The timey-wimey element here is actually used for fun, and to make life more difficult when a simple resolution appears to present itself, and the contradictory nature of the Ice Warriors – warlike but noble and open to reasoned debate and negotiated settlement – is played for all its worth towards the end of the story. The book’s killer final act revelation though still delivers a punch that flips everything you’ve been through on its head and makes you look at Hereafter in a whole new light (another touch of the New Who dynamic melded with the Classic Who structure).
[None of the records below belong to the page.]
//! Domain routing: maps a request's `Host` to an application and endpoint.
//!
//! The table is loaded once at boot. Lookups strip any `:port` suffix and are
//! case-insensitive (hosts are lowercased both when the table is built and on
//! every lookup). Unknown hosts resolve to the process-wide default target
//! rather than failing, so every request is served by some application.

use std::collections::{BTreeMap, HashMap};
use std::fmt;
use std::path::Path;

use serde::{Deserialize, Serialize};
use thiserror::Error;
use tracing::debug;

use crate::endpoint::EndpointType;

/// The application and endpoint a request is routed to.
#[derive(Debug, Clone, PartialEq, Eq, Hash, Serialize, Deserialize)]
pub struct AppTarget {
    pub app: String,
    #[serde(rename = "type")]
    pub endpoint: EndpointType,
}

impl AppTarget {
    pub fn new(app: impl Into<String>, endpoint: EndpointType) -> Self {
        Self {
            app: app.into(),
            endpoint,
        }
    }
}

impl fmt::Display for AppTarget {
    fn fmt(&self, f: &mut fmt::Formatter<'_>) -> fmt::Result {
        write!(f, "{}/{}", self.app, self.endpoint)
    }
}

/// Errors loading a domain table file.
#[derive(Debug, Error)]
pub enum DomainTableError {
    #[error("domain table {path}: cannot read file: {source}")]
    Read {
        path: String,
        #[source]
        source: std::io::Error,
    },

    #[error("domain table {path}: invalid TOML: {details}")]
    Parse { path: String, details: String },

    #[error("domain table: host '{host}' has an empty application name")]
    EmptyApp { host: String },

    #[error("domain table: [default] has an empty application name")]
    EmptyDefaultApp,

    #[error("domain table: hosts '{first}' and '{second}' are the same host")]
    DuplicateHost { first: String, second: String },
}

/// On-disk layout of a domain table.
///
/// ```toml
/// [default]
/// app = "feieryun"
/// type = "admin"
///
/// [domains."admin.feieryun.com"]
/// app = "feieryun"
/// type = "admin"
/// ```
#[derive(Debug, Deserialize)]
struct DomainTableFile {
    default: Option<AppTarget>,
    #[serde(default)]
    domains: BTreeMap<String, AppTarget>,
}

/// Host → (application, endpoint) resolver.
///
/// Immutable after construction; safe to share across request handlers.
#[derive(Debug, Clone)]
pub struct DomainResolver {
    table: HashMap<String, AppTarget>,
    default: AppTarget,
}

impl DomainResolver {
    /// Create a resolver with an empty table.
    pub fn new(default: AppTarget) -> Self {
        Self {
            table: HashMap::new(),
            default,
        }
    }

    /// Add a host mapping, builder style.
    pub fn with_domain(mut self, host: &str, target: AppTarget) -> Self {
        self.insert(host, target);
        self
    }

    /// Add or replace a host mapping.
    pub fn insert(&mut self, host: &str, target: AppTarget) {
        self.table.insert(normalize_host(host), target);
    }

    /// Load a TOML domain table.
    ///
    /// `fallback` is used as the default target when the file has no
    /// `[default]` section.
    pub fn from_toml_file(path: &Path, fallback: AppTarget) -> Result<Self, DomainTableError> {
        let display = path.display().to_string();
        let content = std::fs::read_to_string(path).map_err(|source| DomainTableError::Read {
            path: display.clone(),
            source,
        })?;
        Self::from_toml_str(&content, fallback).map_err(|e| match e {
            DomainTableError::Parse { details, .. } => DomainTableError::Parse {
                path: display,
                details,
            },
            other => other,
        })
    }

    /// Parse a TOML domain table from a string.
    pub fn from_toml_str(content: &str, fallback: AppTarget) -> Result<Self, DomainTableError> {
        let file: DomainTableFile = toml::from_str(content).map_err(|e| DomainTableError::Parse {
            path: "<inline>".to_string(),
            details: e.to_string(),
        })?;

        let default = match file.default {
            Some(target) if target.app.trim().is_empty() => {
                return Err(DomainTableError::EmptyDefaultApp);
            }
            Some(target) => target,
            None => fallback,
        };

        // Hosts are compared after normalization, so "Admin.x.com" and
        // "admin.x.com" are one entry.
        let mut seen: HashMap<String, String> = HashMap::new();
        let mut resolver = Self::new(default);
        for (host, target) in file.domains {
            if target.app.trim().is_empty() {
                return Err(DomainTableError::EmptyApp { host });
            }
            if let Some(first) = seen.insert(normalize_host(&host), host.clone()) {
                return Err(DomainTableError::DuplicateHost { first, second: host });
            }
            resolver.insert(&host, target);
        }
        Ok(resolver)
    }

    /// Resolve a `Host` header value.
    ///
    /// Never fails: unknown hosts get the default target.
    pub fn resolve(&self, host_header: &str) -> AppTarget {
        let host = normalize_host(host_header);
        match self.table.get(&host) {
            Some(target) => target.clone(),
            None => {
                debug!(host = %host, default = %self.default, "unknown host, using default");
                self.default.clone()
            }
        }
    }

    /// The target used for unknown hosts.
    pub fn default_target(&self) -> &AppTarget {
        &self.default
    }

    /// Number of configured hosts.
    pub fn len(&self) -> usize {
        self.table.len()
    }

    pub fn is_empty(&self) -> bool {
        self.table.is_empty()
    }
}

/// Strip the port and lowercase the host.
///
/// Handles bracketed IPv6 literals (`[::1]:3000` → `[::1]`).
fn normalize_host(host: &str) -> String {
    let host = host.trim();
    let without_port = if host.starts_with('[') {
        match host.find(']') {
            Some(end) => &host[..=end],
            None => host,
        }
    } else {
        host.split(':').next().unwrap_or(host)
    };
    without_port.to_ascii_lowercase()
}

#[cfg(test)]
#[allow(clippy::unwrap_used, clippy::expect_used)]
mod tests {
    use super::*;

    fn resolver() -> DomainResolver {
        DomainResolver::new(AppTarget::new("x", EndpointType::Admin))
            .with_domain("admin.x.com", AppTarget::new("x", EndpointType::Admin))
            .with_domain("www.x.com", AppTarget::new("x", EndpointType::Client))
            .with_domain("partner.y.com", AppTarget::new("y", EndpointType::Partner))
    }

    #[test]
    fn known_host_with_port_resolves() {
        let target = resolver().resolve("admin.x.com:8080");
        assert_eq!(target, AppTarget::new("x", EndpointType::Admin));
    }

    #[test]
    fn unknown_host_resolves_to_default() {
        let target = resolver().resolve("unknown.y.com");
        assert_eq!(target, AppTarget::new("x", EndpointType::Admin));
        assert_eq!(resolver().resolve(""), AppTarget::new("x", EndpointType::Admin));
    }

    #[test]
    fn lookup_is_case_insensitive() {
        let r = DomainResolver::new(AppTarget::new("x", EndpointType::Admin))
            .with_domain("WWW.X.COM", AppTarget::new("x", EndpointType::Client));
        assert_eq!(r.resolve("www.x.com").endpoint, EndpointType::Client);
        assert_eq!(r.resolve("Www.X.Com:443").endpoint, EndpointType::Client);
    }

    #[test]
    fn ipv6_literal_port_is_stripped() {
        let r = DomainResolver::new(AppTarget::new("x", EndpointType::Admin))
            .with_domain("[::1]", AppTarget::new("local", EndpointType::Staff));
        assert_eq!(r.resolve("[::1]:3000").app, "local");
        assert_eq!(normalize_host("[::1]"), "[::1]");
    }

    #[test]
    fn every_configured_host_resolves_to_its_target() {
        let r = resolver();
        for (host, expected) in [
            ("admin.x.com", AppTarget::new("x", EndpointType::Admin)),
            ("www.x.com", AppTarget::new("x", EndpointType::Client)),
            ("partner.y.com", AppTarget::new("y", EndpointType::Partner)),
        ] {
            assert_eq!(r.resolve(host), expected);
        }
    }

    #[test]
    fn toml_table_parses() {
        let content = r#"
            [default]
            app = "feieryun"
            type = "client"

            [domains."admin.feieryun.com"]
            app = "feieryun"
            type = "admin"

            [domains."api.feieryun.com"]
            app = "feieryun"
            type = "api"
        "#;
        let fallback = AppTarget::new("other", EndpointType::Admin);
        let r = DomainResolver::from_toml_str(content, fallback).unwrap();
        assert_eq!(r.len(), 2);
        assert_eq!(r.default_target(), &AppTarget::new("feieryun", EndpointType::Client));
        assert_eq!(r.resolve("api.feieryun.com").endpoint, EndpointType::Api);
    }

    #[test]
    fn toml_without_default_uses_fallback() {
        let fallback = AppTarget::new("fallback", EndpointType::Staff);
        let r = DomainResolver::from_toml_str("", fallback).unwrap();
        assert!(r.is_empty());
        assert_eq!(r.resolve("anything").app, "fallback");
    }

    #[test]
    fn toml_unknown_endpoint_type_is_an_error() {
        let content = r#"
            [domains."kiosk.x.com"]
            app = "x"
            type = "kiosk"
        "#;
        let err = parse_err(content);
        assert!(matches!(err, DomainTableError::Parse { .. }));
    }

    #[test]
    fn toml_empty_app_is_an_error() {
        let content = r#"
            [domains."blank.x.com"]
            app = " "
            type = "admin"
        "#;
        let err = parse_err(content);
        assert!(err.to_string().contains("blank.x.com"));
    }

    #[test]
    fn toml_hosts_differing_only_in_case_are_rejected() {
        let content = r#"
            [domains."Admin.x.com"]
            app = "x"
            type = "admin"

            [domains."admin.x.com"]
            app = "y"
            type = "client"
        "#;
        let err = parse_err(content);
        match err {
            DomainTableError::DuplicateHost { first, second } => {
                assert_eq!(first, "Admin.x.com");
                assert_eq!(second, "admin.x.com");
            }
            other => panic!("unexpected error: {other}"),
        }
    }

    #[test]
    fn toml_empty_default_app_is_an_error() {
        let content = r#"
            [default]
            app = ""
            type = "admin"
        "#;
        let err = parse_err(content);
        assert!(matches!(err, DomainTableError::EmptyDefaultApp));
    }

    fn parse_err(content: &str) -> DomainTableError {
        let fallback = AppTarget::new("x", EndpointType::Admin);
        DomainResolver::from_toml_str(content, fallback).unwrap_err()
    }

    #[test]
    fn missing_file_reports_path() {
        let err = DomainResolver::from_toml_file(
            Path::new("/nonexistent/domains.toml"),
            AppTarget::new("x", EndpointType::Admin),
        )
        .unwrap_err();
        assert!(err.to_string().contains("/nonexistent/domains.toml"));
    }
}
There’s a distinct feel of the relationship between the Doctor, Amy and Rory being advanced here – it feels more like Late Ponds than Early, with both Rory and Amy, having been landed in precarious situations, making friends, finding solutions and adding substantively to the solution of the mystery of Hereafter’s malfunctioning (or misused?) terraforming unit.

Overall, if Cold War didn’t float your boat, or if you long for the sight of squads of Ice Warriors pounding across icy landscapes and industrial complexes; if you want to dip back to the rhythms of the Eleventh Doctor and the Ponds, or if you just want a cracking wintry Classic Who story with some New Who nuances, you won’t go far wrong with The Silent Stars Go By.